DeWaters, J. E., & Powers, S. E. (2011). Energy literacy of secondary students in New York State (USA): A measure of knowledge, affect, and behavior. Energy Policy, 39, 1699–1710.
Newell, R., & Siikamäki, J. Nudging Energy Efficiency Behavior: The Role of Information Labels. Presented at American Economic Association annual meeting. San Diego, CA. January 2013.
Southwell, B. G., Murphy, J. J., DeWaters, J. E., & LeBaron, P. A. (2012). Americans’ Perceived and Actual Understanding of Energy (RTI Press peer-reviewed publication No. RR-0018-1208). Research Triangle Park, NC: RTI Press.
From graduate student Sidharth Sharma:
As a student studying to receive an energy-related masters degree, it would be shortsighted for me to simply assume everyone must learn about the topic to the extent I have. However, similarly to how we teach history in order to avoid making past mistakes, I do believe teaching energy concepts in schools could help change the cultural perceptions and behaviors that drive consumption, so that we do not continue to consume at an unsustainable rate. The efforts to increase knowledge should be combined with other interventions in order to elicit a real change in behavior.
Although several studies have demonstrated that information alone does not successfully drive behavioral change, further public knowledge about energy use can help plant the seed for later susceptibility to interventions such as commitments, goals, and feedback. I believe that using information and knowledge to influence underlying care and determinants could help improve the success of campaigns in the future by establishing an understanding of the need to conserve energy. Also, making information about energy more common knowledge could help alter the social norm in terms of energy use. Many studies argue that energy is such a daily part of our lives that we overlook it, so energy should be taught in the context of several different classes to demonstrate its ubiquity.
Since energy behavior and literacy is a multifaceted concept involving several aspects including history, science, policy, math, and psychology, that is how it should be handled in school curricula.
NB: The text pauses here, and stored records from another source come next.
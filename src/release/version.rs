//! Project version handling
//!
//! Trunk always carries the next version as a `-dev` pre-release. Staging
//! commits the plain version, which is also what gets tagged.
//!
//! | branch   | version       |
//! |----------|---------------|
//! | trunk    | `1.3.0-dev`   |
//! | release  | `1.2.0-dev`   |
//! | staging  | `1.2.0`       |

use crate::core::config::VersionConfig;
use crate::core::error::{FlowError, FlowResult, ResultExt};
use crate::core::vcs::SystemGit;
use semver::{Prerelease, Version};
use std::fs;
use toml_edit::{DocumentMut, Item};

const DEV: &str = "dev";

/// `X.Y.Z-dev`
pub fn dev_version(version: &Version) -> Version {
  let mut dev = Version::new(version.major, version.minor, version.patch);
  dev.pre = Prerelease::new(DEV).unwrap_or(Prerelease::EMPTY);
  dev
}

/// `X.Y.Z` without pre-release or build metadata
pub fn release_version(version: &Version) -> Version {
  Version::new(version.major, version.minor, version.patch)
}

/// Trunk version once `version` has branched off: `X.(Y+1).0-dev`
pub fn next_dev_version(version: &Version) -> Version {
  dev_version(&Version::new(version.major, version.minor + 1, 0))
}

/// Tag name for a release
pub fn tag_name(version: &Version) -> String {
  format!("v{}", release_version(version))
}

fn lookup<'a>(doc: &'a DocumentMut, key_path: &[&str]) -> Option<&'a Item> {
  let mut item = doc.as_item();
  for key in key_path {
    item = item.get(*key)?;
  }
  Some(item)
}

/// Read the version at `key_path` from TOML text
pub fn read_version(content: &str, key_path: &[&str]) -> FlowResult<Version> {
  let doc: DocumentMut = content.parse()?;
  let raw = lookup(&doc, key_path)
    .and_then(Item::as_str)
    .ok_or_else(|| FlowError::message(format!("No version string at '{}'", key_path.join("."))))?;
  Ok(Version::parse(raw)?)
}

/// Replace the version at `key_path`, keeping everything else as written
pub fn write_version(content: &str, key_path: &[&str], version: &Version) -> FlowResult<String> {
  let mut doc: DocumentMut = content.parse()?;

  let mut item = doc.as_item_mut();
  for key in key_path {
    item = item
      .get_mut(*key)
      .ok_or_else(|| FlowError::message(format!("No version string at '{}'", key_path.join("."))))?;
  }
  if item.as_str().is_none() {
    return Err(FlowError::message(format!("'{}' is not a string", key_path.join("."))));
  }
  *item = toml_edit::value(version.to_string());

  Ok(doc.to_string())
}

/// Version recorded in the version file at `rev`
pub fn version_at(git: &SystemGit, config: &VersionConfig, rev: &str) -> FlowResult<Version> {
  let content = git.show_file(rev, &config.file)?.ok_or_else(|| {
    FlowError::with_help(
      format!("{} does not exist at {}", config.file.display(), rev),
      "Set [version] file in trunkflow.toml to the file that holds the project version.",
    )
  })?;
  read_version(&content, &config.key_path()).with_context(|| format!("Invalid version file at {}", rev))
}

/// Write `version` into the checked-out version file and commit it
pub fn commit_version(git: &SystemGit, config: &VersionConfig, version: &Version) -> FlowResult<String> {
  let path = git.work_tree().join(&config.file);
  let content = fs::read_to_string(&path).with_context(|| format!("Failed to read {}", path.display()))?;
  let updated = write_version(&content, &config.key_path(), version)?;
  fs::write(&path, updated).with_context(|| format!("Failed to write {}", path.display()))?;

  git.commit_file(&config.file, &format!("Bump version to {}", version))
}

#[cfg(test)]
mod tests {
  use super::*;

  const MANIFEST: &str = r#"[package]
name = "shop" # the storefront
version = "1.2.0-dev"
edition = "2024"

[dependencies]
serde = "1"
"#;

  fn v(s: &str) -> Version {
    Version::parse(s).unwrap()
  }

  #[test]
  fn test_bump_arithmetic() {
    assert_eq!(dev_version(&v("1.2.0")), v("1.2.0-dev"));
    assert_eq!(release_version(&v("1.2.0-dev")), v("1.2.0"));
    assert_eq!(next_dev_version(&v("1.2.0-dev")), v("1.3.0-dev"));
    assert_eq!(next_dev_version(&v("0.9.4")), v("0.10.0-dev"));
    assert_eq!(tag_name(&v("2.0.1-dev")), "v2.0.1");
  }

  #[test]
  fn test_read_nested_key() {
    assert_eq!(read_version(MANIFEST, &["package", "version"]).unwrap(), v("1.2.0-dev"));
  }

  #[test]
  fn test_write_keeps_layout() {
    let updated = write_version(MANIFEST, &["package", "version"], &v("1.3.0-dev")).unwrap();
    assert!(updated.contains(r#"version = "1.3.0-dev""#));
    assert!(updated.contains("# the storefront"));
    assert!(updated.contains(r#"serde = "1""#));
    assert_eq!(read_version(&updated, &["package", "version"]).unwrap(), v("1.3.0-dev"));
  }

  #[test]
  fn test_missing_or_invalid_version() {
    assert!(read_version(MANIFEST, &["workspace", "version"]).is_err());
    assert!(read_version(MANIFEST, &["package", "name"]).is_err());
    assert!(write_version(MANIFEST, &["package", "missing"], &v("1.0.0")).is_err());
    assert!(write_version("[package]\nversion = 3\n", &["package", "version"], &v("1.0.0")).is_err());
  }
}
//! Per-story workflows
//!
//! - **start**: branch off trunk and mark the story started
//! - **finish**: mark the story implemented
//! - **changes**: list a story's changes and whether the release has them

pub mod changes;
pub mod finish;
pub mod start;

use crate::core::context::WorkflowContext;
use crate::core::error::{FlowError, FlowResult};
use crate::tracker::{IssueTracker, Story};

/// Look up one story, failing when the tracker does not know it
pub(crate) fn find_story(tracker: &dyn IssueTracker, id: &str) -> FlowResult<Box<dyn Story>> {
  tracker
    .list_stories_by_tag(&[id.to_string()])?
    .into_iter()
    .next()
    .ok_or_else(|| FlowError::message(format!("Story '{}' is unknown to the issue tracker", id)))
}

/// Name of the branch `story start` creates for `id`
pub(crate) fn story_branch(ctx: &WorkflowContext, id: &str) -> String {
  format!("{}{}", ctx.branches().story_prefix, id)
}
With energy being an important current issue, history classes should discuss past energy crises as well as current issues surrounding the topic. Science classes could discuss the importance of coal and other sources of fossil fuels during the natural science or geology portions of the curriculum. Finally, the implementation of energy efficiency or curtailment behaviors could be a part of the general education requirements taught in elementary schools alongside recycling.